Human Rights?

March 17, 2008

Man, I’m screwed. I have to pass a paper on applied ethics tomorrow and I still have no idea on what topic to tackle. I intended to write about humans eating each other, but I reckon it’s hard to write about. It should be fun but I couldn’t figure out how to tackle it. For me, it’s okay for human beings to eat other human beings if they really have to, and this is quite possible if everyone agreed to eat each other—human rights, for me, are not inalienable, self-evident, or natural, but rather as social constructs—but at this point in human civilization, I’m pretty sure that I don’t want to eat YOU. 

 

So I went for second best. I’d write about human rights and why I think they’re just an invention of men and women. Hobbes, Locke and Rosseau believed that our society is organized by social contracts—basically, an agreement to do this instead of this and giving the power to enforce such rules to a government. However, they seem to base it on natural rights, or rights inherent to human beings (if I’m not mistaken). 

 

For future reference (future being a few hours, when I start cramming this thing):

1. Where do rights come from? - God? The law? Where does law come from then? Human beings write laws according to their interpretation of God’s word. Or if they’re not much a fan of God, the drafters of laws write what they believe to be good. So, at one point, it is a right to own a slave. In some Muslim countries, it is in the law to murder one’s wife if she is adulterous.

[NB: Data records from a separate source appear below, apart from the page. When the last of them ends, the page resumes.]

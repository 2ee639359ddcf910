use crate::types::{SearchResponse, Track};

use super::SpotifyClient;

impl SpotifyClient {
    /// Searches the catalog for the single best track matching `query`.
    ///
    /// The query is sent as-is with `type=track` and `limit=1`, so field
    /// filters such as `artist:` and `track:` are interpreted by Spotify.
    ///
    /// # Returns
    ///
    /// - `Ok(Some(Track))` - The first hit
    /// - `Ok(None)` - No match; misses are normal for radio metadata
    /// - `Err(reqwest::Error)` - Network, auth or API error
    pub async fn search_track(&self, query: &str) -> Result<Option<Track>, reqwest::Error> {
        let response = self
            .client
            .get(self.url("/search"))
            .bearer_auth(self.token())
            .query(&[("q", query), ("type", "track"), ("limit", "1")])
            .send()
            .await?
            .error_for_status()?;

        let json = response.json::<SearchResponse>().await?;

        Ok(json.tracks.and_then(|t| t.items.into_iter().next()))
    }
}
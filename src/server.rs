use axum::{Extension, Router, routing::get};
use std::{net::SocketAddr, str::FromStr, sync::Arc};
use tokio::sync::Mutex;

use crate::{Res, api, config, types::PkceToken};

/// Routes of the local OAuth callback server.
pub fn router(state: Arc<Mutex<Option<PkceToken>>>) -> Router {
    Router::new()
        .route("/health", get(api::health))
        .route("/callback", get(api::callback).layer(Extension(state)))
}

/// Serves [`router`] on `SERVER_ADDRESS` until the process ends.
pub async fn start_api_server(state: Arc<Mutex<Option<PkceToken>>>) -> Res<()> {
    let addr = SocketAddr::from_str(&config::server_addr())
        .map_err(|e| format!("Failed to parse server address: {e}"))?;

    let listener = tokio::net::TcpListener::bind(&addr).await?;
    axum::serve(listener, router(state)).await?;
    Ok(())
}
use std::path::{Path, PathBuf};

use chrono::Utc;

use crate::{Res, config, spotify, types::Token};

/// Seconds before expiry at which a token is already treated as expired.
const EXPIRY_MARGIN_SECS: u64 = 240;

pub struct TokenManager {
    token: Token,
    path: PathBuf,
}

impl TokenManager {
    pub fn new(token: Token) -> Self {
        Self::with_path(token, Self::token_path())
    }

    pub fn with_path(token: Token, path: PathBuf) -> Self {
        TokenManager { token, path }
    }

    pub async fn load() -> Result<Self, String> {
        Self::load_from(Self::token_path()).await
    }

    pub async fn load_from(path: PathBuf) -> Result<Self, String> {
        let content = async_fs::read_to_string(&path)
            .await
            .map_err(|e| format!("{}: {}", path.display(), e))?;
        let token: Token = serde_json::from_str(&content).map_err(|e| e.to_string())?;
        Ok(Self { token, path })
    }

    pub async fn persist(&self) -> Result<(), String> {
        if let Some(parent) = self.path.parent() {
            async_fs::create_dir_all(parent)
                .await
                .map_err(|e| e.to_string())?;
        }

        let json = serde_json::to_string_pretty(&self.token).map_err(|e| e.to_string())?;
        async_fs::write(&self.path, json)
            .await
            .map_err(|e| e.to_string())
    }

    /// Returns an access token valid for at least a few more minutes,
    /// refreshing and persisting it first when needed.
    pub async fn get_valid_token(&mut self) -> Res<String> {
        if self.is_expired_at(Utc::now().timestamp() as u64) {
            self.token = spotify::auth::refresh_token(&self.token.refresh_token).await?;
            self.persist().await?;
        }

        Ok(self.token.access_token.clone())
    }

    pub fn is_expired_at(&self, now: u64) -> bool {
        let expires_at = self.token.obtained_at + self.token.expires_in;
        now >= expires_at.saturating_sub(EXPIRY_MARGIN_SECS)
    }

    pub fn token_path() -> PathBuf {
        config::data_dir().join("cache").join("token.json")
    }

    pub fn path(&self) -> &Path {
        &self.path
    }

    pub fn current_token(&self) -> &Token {
        &self.token
    }
}
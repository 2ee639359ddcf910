//! Build script for xmsync.
//!
//! Copies the `.env.example` configuration template into the user's local
//! data directory so it sits next to the place where xmsync looks for its
//! `.env`:
//! - Linux: `~/.local/share/xmsync/.env.example`
//! - macOS: `~/Library/Application Support/xmsync/.env.example`
//! - Windows: `%LOCALAPPDATA%/xmsync/.env.example`
//!
//! A missing template only produces a cargo warning; directory or copy
//! failures fail the build.

use std::{env, fs, path::PathBuf};

fn main() -> Result<(), Box<dyn std::error::Error>> {
    println!("cargo:rerun-if-changed=.env.example");

    let manifest_dir = PathBuf::from(env::var("CARGO_MANIFEST_DIR")?);
    let env_example_path = manifest_dir.join(".env.example");

    let mut out_dir = dirs::data_local_dir().unwrap_or_else(|| PathBuf::from("."));
    out_dir.push("xmsync");
    fs::create_dir_all(&out_dir)?;

    if env_example_path.is_file() {
        let contents = fs::read_to_string(&env_example_path)?;
        fs::write(out_dir.join(".env.example"), contents)?;
    } else {
        println!(
            "cargo:warning=.env.example not found at {}",
            env_example_path.display()
        );
    }

    Ok(())
}
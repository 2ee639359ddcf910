use chrono::Utc;
use tabled::Table;

use crate::{
    config, error, info,
    station::StationClient,
    success,
    types::PlayEventTableRow,
    utils,
};

pub async fn history(station: Option<String>, window_hours: Option<u32>) {
    let slug = station.unwrap_or_else(config::station_slug);
    let window_hours = match window_hours {
        Some(hours) => hours,
        None => match config::window_hours() {
            Ok(hours) => hours,
            Err(e) => error!("{}", e),
        },
    };

    let since = match utils::window_start(Utc::now(), window_hours) {
        Ok(since) => since,
        Err(e) => error!("{}", e),
    };
    info!(
        "Fetching {} history since {} UTC…",
        slug,
        since.format("%Y-%m-%d %H:%M:%S")
    );

    let events = match StationClient::from_env()
        .history(&slug, since.timestamp_millis())
        .await
    {
        Ok(events) => events,
        Err(e) => error!("Failed to fetch station history: {}", e),
    };

    if events.is_empty() {
        info!("No tracks found.");
        return;
    }

    let rows: Vec<PlayEventTableRow> = events
        .into_iter()
        .map(|e| PlayEventTableRow {
            artist: e.artist,
            title: e.title,
        })
        .collect();
    let count = rows.len();

    println!("{}", Table::new(rows));
    success!("{} tracks played in the last {}h", count, window_hours);
}
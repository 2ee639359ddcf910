//! Station history client tests against a mock history API.

use serde_json::json;
use wiremock::matchers::{method, path, query_param};
use wiremock::{Mock, MockServer, ResponseTemplate};
use xmsync::station::{HISTORY_LIMIT, StationClient};
use xmsync::types::PlayEvent;

#[tokio::test]
async fn test_history_returns_tracks() {
    let server = MockServer::start().await;

    Mock::given(method("GET"))
        .and(path("/station/lifewithjohnmayer/history"))
        .and(query_param("since", "1748736000000"))
        .and(query_param("limit", "500"))
        .respond_with(ResponseTemplate::new(200).set_body_json(json!({
            "tracks": [
                { "artist": "John Mayer", "title": "Gravity", "id": "x1", "spotify": null },
                { "artist": "Tom Petty", "title": "Free Fallin'" }
            ]
        })))
        .expect(1)
        .mount(&server)
        .await;

    let station = StationClient::new(server.uri());
    let events = station
        .history("lifewithjohnmayer", 1_748_736_000_000)
        .await
        .unwrap();

    assert_eq!(
        events,
        vec![
            PlayEvent {
                artist: "John Mayer".to_string(),
                title: "Gravity".to_string()
            },
            PlayEvent {
                artist: "Tom Petty".to_string(),
                title: "Free Fallin'".to_string()
            },
        ]
    );
}

#[tokio::test]
async fn test_history_without_tracks_key_is_empty() {
    let server = MockServer::start().await;

    Mock::given(method("GET"))
        .and(path("/station/octane/history"))
        .respond_with(ResponseTemplate::new(200).set_body_json(json!({ "count": 0 })))
        .mount(&server)
        .await;

    let events = StationClient::new(server.uri())
        .history("octane", 0)
        .await
        .unwrap();
    assert!(events.is_empty());
}

#[tokio::test]
async fn test_history_with_null_tracks_is_empty() {
    let server = MockServer::start().await;

    Mock::given(method("GET"))
        .and(path("/station/octane/history"))
        .respond_with(ResponseTemplate::new(200).set_body_json(json!({ "tracks": null })))
        .mount(&server)
        .await;

    let events = StationClient::new(server.uri())
        .history("octane", 0)
        .await
        .unwrap();
    assert!(events.is_empty());
}

#[tokio::test]
async fn test_history_error_status_fails() {
    let server = MockServer::start().await;

    Mock::given(method("GET"))
        .and(path("/station/octane/history"))
        .respond_with(ResponseTemplate::new(503))
        .mount(&server)
        .await;

    let err = StationClient::new(server.uri())
        .history("octane", 0)
        .await
        .unwrap_err();
    assert_eq!(err.status().map(|s| s.as_u16()), Some(503));
}

#[test]
fn test_base_url_trailing_slash_is_trimmed() {
    let station = StationClient::new("https://xmplaylist.com/api/");
    assert_eq!(station.base_url(), "https://xmplaylist.com/api");
    assert_eq!(HISTORY_LIMIT, 500);
}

2.Why do humans have rights? Rights contribute to the order of society by making people content, if not happy. I’m sure you’d be sore if you don’t have the right to live. I bet you’d be mad if you can’t say you’re mad. I think humans give rights to the things they care about—their life, their happiness, their freedom. 

3. Who can take away rights? - The right to live can be taken away by capital punishment. The right to free movement can be taken away by incarceration. Humans can take away rights they bestow themselves through coercive institutions, such as the government.

 

Well, the best of luck to me. It’s going to be a long night.